B- La multiplicité des formes de l'innovation
Nous allons dans un premier temps procéder à une
catégorisation des innovations selon leur objet. Selon Joseph Schumpeter
(1912) l'innovation recouvre cinq grands types de changements (de
"combinaisons nouvelles") de natures très différentes :
- La fabrication de biens nouveaux (aussi appelée
"innovation produit")
- Des nouvelles méthodes de production
(dénommées "innovation de procédé" dans la
terminologie contemporaine)
- L'ouverture d'un nouveau débouché
(correspondant à la recherche de nouveaux marchés et relais de
croissance)
- L'utilisation de nouvelles matières premières
(nouvelles combinaison de ressources)
- La réalisation d'une nouvelle organisation du travail
("innovation organisationnelle")
Afin d'homogénéiser le vocabulaire
utilisé, nous nous baserons sur la terminologie contemporaine.
Ainsi, l'innovation produit, correspond au
lancement d'un produit nouveau ou encore à un produit
déjà existant mais incorporant une nouveauté (exemple :
en 1925, Richard Drew, un jeune assistant de laboratoire, invente le ruban
adhésif qui sera par la suite commercialisé sous la marque
Scotch).
L'innovation de procédé
décrit l'apparition de nouvelles techniques/méthodes de
production et/ou de vente (exemples : dans le domaine agricole, la culture
hors-sol permet de produire certains légumes toute l'année. Le
passage de la charrue tractée par une force animale aux tracteurs peut
aussi être considéré comme une innovation de
procédé car il offre aux producteurs des rendements plus
importants.).
L'ouverture d'un nouveau
débouché, par la naissance d'un procédé
nouveau, comme par exemple les Nouvelles Technologies de l'Information et de la
Communication (NTIC) qui, par leur essor, ouvrent la voie à de nouveaux
modèles économiques et à de nouvelles façons de
communiquer pour les entreprises.
L'utilisation de nouvelles matières
premières : l'exemple le plus probant pourrait être
celui du lithium commercialisé pour la première fois par Sony en
1991. Il sert dans la conception de batteries et de piles et occupe une place
grandissante dans les nouvelles technologies notamment dans
l'automobile4(*).
L'innovation organisationnelle qui correspond
à l'apparition d'une nouvelle organisation du travail ; elle
s'apparente à l'innovation de procédé. Normand Laplante
(2000) la définit comme étant « la mise en oeuvre
d'une pratique managériale perçue comme nouvelle par
l'organisation qui affecte le fonctionnement de son système social, tant
dans les relations entre les individus que dans leur propre
travail ». Le fordisme, qui est en quelque sorte un
approfondissement du taylorisme, est une innovation organisationnelle au
même titre que les Grands Magasins (Le Bon Marché, Galeries
Lafayette, etc.) du début du XXe siècle qui inaugurent la
naissance de la société de consommation. Plus récemment la
méthode "Kanban"5(*)
déployée à la fin des années 1950 dans les usines
Toyota traduit de nouvelles méthodes de management qui
rencontrèrent un fort engouement en occident après la crise
pétrolière de 1973.
L'innovation peut aussi être classée par son
degré d'intensité car toutes ne sont pas de même ampleur.

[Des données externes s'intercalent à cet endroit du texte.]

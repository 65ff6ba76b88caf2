//! SQLAlchemy `Column(...)`, `Table(...)` and declarative classes to IR

use super::{documented_ir, ParseOptions};
use crate::core::errors::{DoctransError, Result};
use crate::core::ir::{IntermediateRepr, ParamVal};
use crate::core::types::make_optional;
use crate::core::values::DefaultValue;
use crate::infer;
use crate::reconcile;
use crate::syntax::{expr_to_source, quote_str, Call, ClassDef, Constant, Expr, Keyword, Stmt};
use tracing::{debug, warn};

/// Marker appended to the description of foreign-key columns
pub fn foreign_key_marker(target: &str) -> String {
    format!("[FK({target})]")
}

/// Edit applied to the name argument of a `Column(...)` call
#[derive(Debug, Clone, PartialEq, Eq)]
pub enum NameOperation {
    /// Insert a leading name argument, replacing any existing one
    Add(String),
    /// Change the existing name (positional or `name=`), adding it when absent
    Rename(String),
    /// Drop the name, positional and keyword
    Remove,
}

/// Apply `op` to the name of a column call and hand the call back
pub fn column_call_name_manipulator(mut call: Call, op: NameOperation) -> Call {
    let positional = matches!(call.args.first(), Some(Expr::Constant(Constant::Str(_))));
    let keyword = call
        .keywords
        .iter()
        .position(|k| k.arg.as_deref() == Some("name"));

    match op {
        NameOperation::Add(name) => {
            if let Some(index) = keyword {
                call.keywords.remove(index);
            }
            if positional {
                call.args[0] = Expr::str(name);
            } else {
                call.args.insert(0, Expr::str(name));
            }
        }
        NameOperation::Rename(name) => match (positional, keyword) {
            (true, _) => call.args[0] = Expr::str(name),
            (false, Some(index)) => call.keywords[index] = Keyword::new("name", Expr::str(name)),
            (false, None) => call.args.insert(0, Expr::str(name)),
        },
        NameOperation::Remove => {
            if positional {
                call.args.remove(0);
            }
            if let Some(index) = keyword {
                call.keywords.remove(index);
            }
        }
    }
    call
}

/// Positional arguments of a `Column(...)` call
#[derive(Debug)]
enum ColumnArg<'a> {
    Name(&'a str),
    Type(String),
    ForeignKey(String),
    Unsupported(&'a Expr),
}

fn simple_column_type(name: &str) -> Option<&'static str> {
    Some(match name {
        "String" | "Text" | "Unicode" | "UnicodeText" | "VARCHAR" | "CHAR" => "str",
        "Integer" | "BigInteger" | "SmallInteger" | "INTEGER" | "BIGINT" => "int",
        "Boolean" | "BOOLEAN" => "bool",
        "Float" | "Numeric" | "FLOAT" | "REAL" => "float",
        "JSON" | "JSONB" => "dict",
        "LargeBinary" | "BLOB" => "bytes",
        "DateTime" | "TIMESTAMP" => "datetime",
        "Date" => "date",
        _ => return None,
    })
}

/// Python type of a column type expression (`String`, `String(50)`,
/// `Enum('a', 'b')`, `ARRAY(Integer)`)
fn column_type(expr: &Expr) -> Option<String> {
    match expr {
        Expr::Name(id) | Expr::Attribute { attr: id, .. } => {
            simple_column_type(id).map(str::to_string)
        }
        Expr::Call(call) => match call.callee_name()? {
            "Enum" => {
                let values: Vec<String> = call
                    .args
                    .iter()
                    .map(|arg| match arg.as_str() {
                        Some(s) => quote_str(s),
                        None => expr_to_source(arg),
                    })
                    .collect();
                (!values.is_empty()).then(|| format!("Literal[{}]", values.join(", ")))
            }
            "ARRAY" => call
                .args
                .first()
                .and_then(column_type)
                .map(|inner| format!("List[{inner}]")),
            other => simple_column_type(other).map(str::to_string),
        },
        _ => None,
    }
}

fn foreign_key_target(call: &Call) -> String {
    let target = match call.callee_name() {
        // ForeignKeyConstraint(['local'], ['remote.id'])
        Some("ForeignKeyConstraint") => call.args.get(1),
        _ => call.args.first(),
    };
    match target {
        Some(Expr::List(items) | Expr::Tuple(items)) => items
            .iter()
            .map(|item| item.as_str().map_or_else(|| expr_to_source(item), str::to_string))
            .collect::<Vec<_>>()
            .join(", "),
        Some(expr) => expr
            .as_str()
            .map_or_else(|| expr_to_source(expr), str::to_string),
        None => String::new(),
    }
}

fn classify(arg: &Expr) -> ColumnArg<'_> {
    if let Some(name) = arg.as_str() {
        return ColumnArg::Name(name);
    }
    if let Some(call) = arg.as_call() {
        if matches!(
            call.callee_name(),
            Some("ForeignKey" | "ForeignKeyConstraint")
        ) {
            return ColumnArg::ForeignKey(foreign_key_target(call));
        }
    }
    match column_type(arg) {
        Some(typ) => ColumnArg::Type(typ),
        None => ColumnArg::Unsupported(arg),
    }
}

const COLUMN_KEYWORDS: &[&str] = &[
    "name",
    "nullable",
    "doc",
    "comment",
    "default",
    "server_default",
    "primary_key",
    "unique",
    "index",
    "autoincrement",
];

/// Convert one `Column(...)` call into `(name, param)`
pub fn column_call_to_param(call: &Call) -> Result<(String, ParamVal)> {
    let source = || expr_to_source(&Expr::Call(call.clone()));
    if call.callee_name() != Some("Column") {
        return Err(DoctransError::unsupported(format!(
            "expected a Column call: `{}`",
            source()
        )));
    }

    let mut name = call.keyword("name").and_then(Expr::as_str).map(str::to_string);
    let mut typ = None;
    let mut foreign_keys = Vec::new();
    for arg in &call.args {
        match classify(arg) {
            ColumnArg::Name(n) => {
                name.get_or_insert_with(|| n.to_string());
            }
            ColumnArg::Type(t) => typ = Some(t),
            ColumnArg::ForeignKey(target) => foreign_keys.push(target),
            ColumnArg::Unsupported(expr) => {
                return Err(DoctransError::unsupported(format!(
                    "column argument `{}` in `{}`",
                    expr_to_source(expr),
                    source()
                )))
            }
        }
    }
    let name = name.ok_or_else(|| {
        DoctransError::unsupported(format!("column without a name: `{}`", source()))
    })?;

    for keyword in &call.keywords {
        if !keyword
            .arg
            .as_deref()
            .is_some_and(|arg| COLUMN_KEYWORDS.contains(&arg))
        {
            warn!(
                column = %name,
                keyword = keyword.arg.as_deref().unwrap_or("**"),
                "Ignoring unrecognized Column keyword"
            );
        }
    }

    let nullable = matches!(
        call.keyword("nullable"),
        Some(Expr::Constant(Constant::Bool(true)))
    );
    let typ = match typ {
        Some(t) if nullable => Some(make_optional(&t)),
        other => other,
    };

    let mut doc = call
        .keyword("doc")
        .or_else(|| call.keyword("comment"))
        .and_then(Expr::as_str)
        .map(str::to_string);
    let default = if foreign_keys.is_empty() {
        call.keyword("default")
            .or_else(|| call.keyword("server_default"))
            .map(DefaultValue::from_expr)
    } else {
        let markers: Vec<String> = foreign_keys.iter().map(|t| foreign_key_marker(t)).collect();
        let markers = markers.join(" ");
        doc = Some(match doc {
            Some(d) => format!("{d} {markers}"),
            None => markers,
        });
        None
    };

    Ok((name, ParamVal { typ, doc, default }))
}

/// Parse `Table('name', metadata, Column(...), ..., comment='...')`
pub fn sqlalchemy_table(call: &Call) -> Result<IntermediateRepr> {
    if call.callee_name() != Some("Table") {
        return Err(DoctransError::unsupported(format!(
            "expected a Table call: `{}`",
            expr_to_source(&Expr::Call(call.clone()))
        )));
    }
    let mut ir = IntermediateRepr {
        name: call.args.first().and_then(Expr::as_str).map(str::to_string),
        doc: call.keyword("comment").and_then(Expr::as_str).map(str::to_string),
        ..IntermediateRepr::default()
    };
    debug!(table = ?ir.name, "Parsing table");

    for arg in call.args.iter().skip(1) {
        match arg.as_call() {
            Some(column) if column.callee_name() == Some("Column") => {
                let (name, param) = column_call_to_param(column)?;
                ir.params.insert(name, param);
            }
            _ => debug!(argument = %expr_to_source(arg), "Skipping non-column table argument"),
        }
    }
    Ok(ir)
}

/// Parse a declarative class whose fields are `name = Column(...)`
pub fn sqlalchemy_class(class: &ClassDef, options: &ParseOptions) -> Result<IntermediateRepr> {
    debug!(name = %class.name, "Parsing declarative class");
    let mut structural = IntermediateRepr::named(class.name.clone());
    for stmt in &class.body {
        let Stmt::Assign {
            target: Expr::Name(field),
            value: Expr::Call(call),
        } = stmt
        else {
            continue;
        };
        if call.callee_name() != Some("Column") {
            continue;
        }
        let call = column_call_name_manipulator(call.clone(), NameOperation::Rename(field.clone()));
        let (name, param) = column_call_to_param(&call)?;
        structural.params.insert(name, param);
    }

    let mut ir = match documented_ir(&class.body, options) {
        Some((documented, _)) => reconcile::merge(structural, documented),
        None => structural,
    };
    if options.infer_type {
        infer::fill_missing_types(&mut ir);
    }
    Ok(ir)
}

Lorsqu'une innovation ne modifie pas les conditions d'usage et l'état de
la technique, mais y apporte seulement une amélioration sensible, elle
peut-être qualifiée d'incrémentale. Elle
ne change pas la nature du produit ou du service mais permet à
l'entreprise de renforcer son offre sans bouleverser sa chaîne de
valeur6(*). Ainsi, les
souris d'ordinateur à bille devenues des souris optiques, le bouchon de
bouteille en plastique remplaçant celui en liège ou encore les
évolutions successives du téléphone portable (2G, 3G) sont
des innovations de type incrémentales. Les utilisateurs finaux n'ont pas
eu besoin d'adopter des comportements radicalement différents pour
profiter de ces améliorations.
A contrario, lorsqu'une innovation s'accompagne d'un bond
technologique majeur capable de renverser les positions concurrentielles
préétablies, elle peut-être considérée comme
une innovation de rupture7(*) (Christensen, 1997). Clayon M. Christensen explique la
fin des monopoles de grandes entreprises (telles IBM qui n'avait pas pris au
sérieux la menace des mini-ordinateurs de son concurrent Digital8(*)) par une non prise en compte de
la menace représentée par les "technologies dormantes", pourtant
susceptibles de casser les règles du jeu et les normes en vigueur sur
l'activité considérée.
Figure 1 : L'échelle
d'intensité de l'innovation (Durand & al. 1996)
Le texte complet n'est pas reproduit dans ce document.